But the narrative evidence for a normative pattern of casting lots is weak, just as the narrative evidence is weak for many other alleged biblical patterns. The reason is that history has a dual purpose in Scripture. First, it establishes a record of what actually happened. Second, it teaches us what to believe and to do (Rom. 15:4). But sometimes we confuse the two purposes. In the teaching category, a historical account (or fictional story, like a parable) usually has one point.7 This one main point is what the story is really about.
However, in the process of making that point, the narrator includes details that help us feel the reality of the events and take the message to heart. These details are not what the story is about, and the passage doesn’t usually teach anything important about those details.
For example, the fact that David selected five stones when engaging Goliath in combat may suggest important things to us about his attitude and intentions, but the story is not about using slings and doesn’t teach that we should face our foes with five weapons or five principles, etc. The story is about courageously fighting for what’s right, as God directs, and God’s faithfulness in controlling the outcome.
The same is true of the many stories that involve casting lots. In general, people were seeking direction from God in situations for which they had no other way to discern the truth. When the lot was used obediently, the action expressed commitment to do as God willed.
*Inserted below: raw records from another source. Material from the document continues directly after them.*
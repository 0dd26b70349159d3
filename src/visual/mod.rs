mod curtains;
mod post;
mod ribbons;
mod sky;
mod stars;

use crate::color::{self, BlendMode};
use crate::noise::Fractal;

pub use ribbons::{ribbon_points, ribbon_hue, safe_band_factor, RibbonPoint, RIBBON_SEGMENTS};
pub use sky::sky_stops;
pub use stars::{star_count, twinkle, Starfield};

/// Device-pixel-ratio ceiling; higher ratios cost fill rate without visible gain.
pub const MAX_DPR: f32 = 2.0;

#[derive(Clone, Copy, Debug, PartialEq, Eq)]
pub enum Theme {
    Dark,
    Light,
}

impl Theme {
    pub fn toggled(self) -> Self {
        match self {
            Self::Dark => Self::Light,
            Self::Light => Self::Dark,
        }
    }

    pub fn is_dark(self) -> bool {
        self == Self::Dark
    }

    pub fn label(self) -> &'static str {
        match self {
            Self::Dark => "Dark",
            Self::Light => "Light",
        }
    }

    /// Aurora layers add light on a dark sky and screen over a pale one.
    pub fn blend_mode(self) -> BlendMode {
        match self {
            Self::Dark => BlendMode::Add,
            Self::Light => BlendMode::Screen,
        }
    }
}

#[derive(Clone, Copy, Debug, PartialEq, Eq)]
pub enum Preset {
    /// One faint ribbon, no bloom or shimmer.
    Minimal,
    /// Flowing puff ribbons with bloom and shimmer.
    Vivid,
    /// Per-pixel fbm curtains with a contrast/saturation grade.
    Shader,
}

impl Preset {
    pub const fn all() -> [Self; 3] {
        [Self::Minimal, Self::Vivid, Self::Shader]
    }

    pub fn next(self) -> Self {
        match self {
            Self::Minimal => Self::Vivid,
            Self::Vivid => Self::Shader,
            Self::Shader => Self::Minimal,
        }
    }

    pub fn label(self) -> &'static str {
        match self {
            Self::Minimal => "Minimal",
            Self::Vivid => "Vivid",
            Self::Shader => "Shader",
        }
    }

    pub fn uses_curtains(self) -> bool {
        self == Self::Shader
    }
}

impl Default for Preset {
    fn default() -> Self {
        Self::Vivid
    }
}

/// Sky treatment for the light theme. The dark sky is always the navy gradient.
#[derive(Clone, Copy, Debug, PartialEq, Eq)]
pub enum SkyStyle {
    None,
    Pastel,
    White,
}

#[derive(Clone, Copy, Debug, PartialEq)]
pub struct SafeBand {
    /// Normalized top edge, `0` = top of the viewport.
    pub top: f32,
    pub bottom: f32,
    /// Fraction of aurora alpha removed inside the band.
    pub reduce: f32,
    /// Width of the smooth edge on each side.
    pub feather: f32,
}

impl Default for SafeBand {
    fn default() -> Self {
        Self {
            top: 0.30,
            bottom: 0.75,
            reduce: 0.65,
            feather: 0.05,
        }
    }
}

/// Everything the background reads per render. Geometry is expressed as
/// fractions of the viewport so the look survives any surface size.
#[derive(Clone, Debug, PartialEq)]
pub struct AuroraConfig {
    pub theme: Theme,
    pub preset: Preset,
    pub show_in_light: bool,
    pub light_sky: SkyStyle,

    pub stars: bool,
    pub stars_in_light: bool,
    /// Multiplier on one star per 3600 logical px².
    pub star_density: f32,
    /// Star radius in logical px.
    pub star_size: f32,
    pub star_twinkle: bool,

    pub intensity: f32,
    pub max_opacity: f32,
    pub saturation: f32,
    pub contrast: f32,
    pub bloom: f32,
    pub shimmer_opacity: f32,

    pub ribbon_count: u32,
    pub speed: f32,
    pub curve_amp: f32,
    pub curve_freq: f32,
    pub weave_amp: f32,
    pub noise_warp: f32,
    /// Puff radius as a fraction of surface width.
    pub puff_radius: f32,
    /// Distance between puff stamps as a fraction of surface width.
    pub puff_step: f32,
    pub safe_band: Option<SafeBand>,

    pub hue_shift: f32,
    pub scale_y: f32,
    /// Block size (device px) for per-pixel curtain evaluation.
    pub field_step: usize,

    pub seed: Option<u64>,
}

impl Default for AuroraConfig {
    fn default() -> Self {
        Self::preset(Preset::Vivid, Theme::Dark)
    }
}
The method used was not an emphasized feature of the story.
2. Am I assuming a particular evaluation of events in a story?
Not only does narrative contain incidental details, but sometimes it also records events without any evaluation from the writer. So we learn that Rahab lied to the authorities in Jericho, but we aren’t told whether that specific act was good or bad. And when Abraham dispatched Eliezer to choose a wife for Isaac, we aren’t told whether that was a good policy or if Abraham should have gone himself. We aren’t even told whether the social custom of parents arranging marriages was good or bad. What is clearly good in the story is God’s faithfulness in sustaining His promise to Abraham into the next generation and Eliezer’s commitment to faithful service.
Even the record in Acts 1 falls short of teaching that church leaders should cast lots to make major decisions. The record reveals that the choice was not a popularity contest, but Luke doesn’t comment one way or the other on the merits of seeking God’s will by means of the lot. (The fact that the apostles often made decisions other ways shows that we were not meant to see the lot in Acts 1 as a superior method.)
3. Am I confusing quantity with weight?
Years ago, a polemicist against the NIV painstakingly documented thousands of differences in wording between the NIV and the KJV. It was a tragic waste of time, not because his conclusions were wrong, but because the thousands of examples proved nothing more than what a dozen would have proved: the NIV and the KJV are different.
Sometimes “biblical pattern” builders make the same mistake by thinking that a large number of examples adds weight to the claim that a normative pattern exists. But quantity and evidential weight are not the same thing. The frequency of references to casting lots proves only that doing so was routine. If the number of occurrences were doubled or tripled, we would still have no evidence of a normative biblical pattern, a blueprint that God expects us to follow today.
4. Am I reading the pattern back into Scripture rather than deriving the pattern from it?
We are all influenced by personal bias when interpreting the Bible. When we search for answers, there are always some answers we, at some level, hope to find or not to find. The art of building biblical patterns is especially vulnerable to this kind of unwitting distortion.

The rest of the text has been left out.